Task item — Keep only the lines of the data below that contain "elided", and copy them.

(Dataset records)
impl Build {
    pub fn validate(&self) -> Vec<String> {
        let mut errs = Vec::new();
        if self.repo_id.is_nil() {
            errs.push("build: repo id is required".to_string());
        }
        if self.commit_id.is_nil() {
            errs.push("build: commit id is required".to_string());
        }
        if self.git_ref.is_empty() {
            errs.push("build: ref is required".to_string());
        }
        errs
    }
}

// ─── Job ──────────────────────────────────────────────────────

/// One stage inside a build, executed on exactly one runner.
#[derive(Clone, Debug, PartialEq, Serialize, Deserialize)]
pub struct Job {
    pub id: JobId,
    pub build_id: BuildId,
    pub repo_id: RepoId,
    pub commit_id: CommitId,
    pub git_ref: String,
    /// FQN = (workflow, name). The empty workflow is the default workflow.
    pub workflow: String,
    pub name: ResourceName,
    pub job_type: JobType,
    pub docker: Option<DockerConfig>,
    pub runs_on: Vec<Label>,
    pub depends: Vec<JobDependency>,
    pub services: Vec<ServiceDefinition>,
    pub environment: Vec<EnvVar>,
    pub step_execution: StepExecution,
    pub artifact_definitions: Vec<ArtifactDefinition>,
    pub fingerprint_commands: Vec<String>,
    /// Hex digest of the fingerprint-commands output, set post-run.
    pub fingerprint: Option<String>,
    pub fingerprint_hash_type: Option<HashType>,
    /// Non-nil when this job was elided to a previously succeeded job.
    pub indirect_to_job_id: Option<JobId>,
    /// Stable hash of the job's definition data.
    pub definition_hash: String,
    pub runner_id: Option<RunnerId>,
    pub status: WorkflowStatus,
    pub timings: WorkflowTimings,
    pub error: Option<String>,
    pub created_at: DateTime<Utc>,
    pub updated_at: DateTime<Utc>,
    pub deleted_at: Option<DateTime<Utc>>,
    pub etag: Etag,
}

impl Job {
    pub fn fqn(&self) -> NodeFqn {
        NodeFqn::job(self.workflow.clone(), self.name.as_str())
    }

    pub fn validate(&self) -> Vec<String> {
        let mut errs = Vec::new();
        let fqn = self.fqn();
        if self.workflow.contains('.') {
            errs.push(format!("job {fqn}: workflow name may not contain '.'"));
        }
        if self.job_type == JobType::Docker && self.docker.is_none() {
            errs.push(format!("job {fqn}: docker jobs require a docker image"));
        }
        if let Some(d) = &self.docker {
            if d.image.is_empty() {
                errs.push(format!("job {fqn}: docker image must not be blank"));
            }
        }
        // Submitted and later imply a runner was assigned, except for
        // elided jobs which never reach a runner.
        if self.status == WorkflowStatus::Submitted
            && self.runner_id.is_none()
            && self.indirect_to_job_id.is_none()
        {
            errs.push(format!("job {fqn}: submitted without a runner"));
        }
        let mut seen = std::collections::HashSet::new();
        for dep in &self.depends {
            if !seen.insert(dep.fqn()) {
                errs.push(format!("job {fqn}: duplicate dependency {}", dep.fqn()));
            }
            if dep.fqn() == fqn {
                errs.push(format!("job {fqn}: depends on itself"));
            }
        }
        let mut svc_seen = std::collections::HashSet::new();
        for svc in &self.services {
            if !svc_seen.insert(svc.name.clone()) {
                errs.push(format!("job {fqn}: duplicate service {}", svc.name));
            }
        }
        let mut group_seen = std::collections::HashSet::new();
        for def in &self.artifact_definitions {
            if !group_seen.insert(def.group_name.clone()) {
                errs.push(format!(
                    "job {fqn}: duplicate artifact group {}",
                    def.group_name
                ));
            }
        }
        errs
    }
}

Solved problem —
    /// Non-nil when this job was elided to a previously succeeded job.
        // elided jobs which never reach a runner.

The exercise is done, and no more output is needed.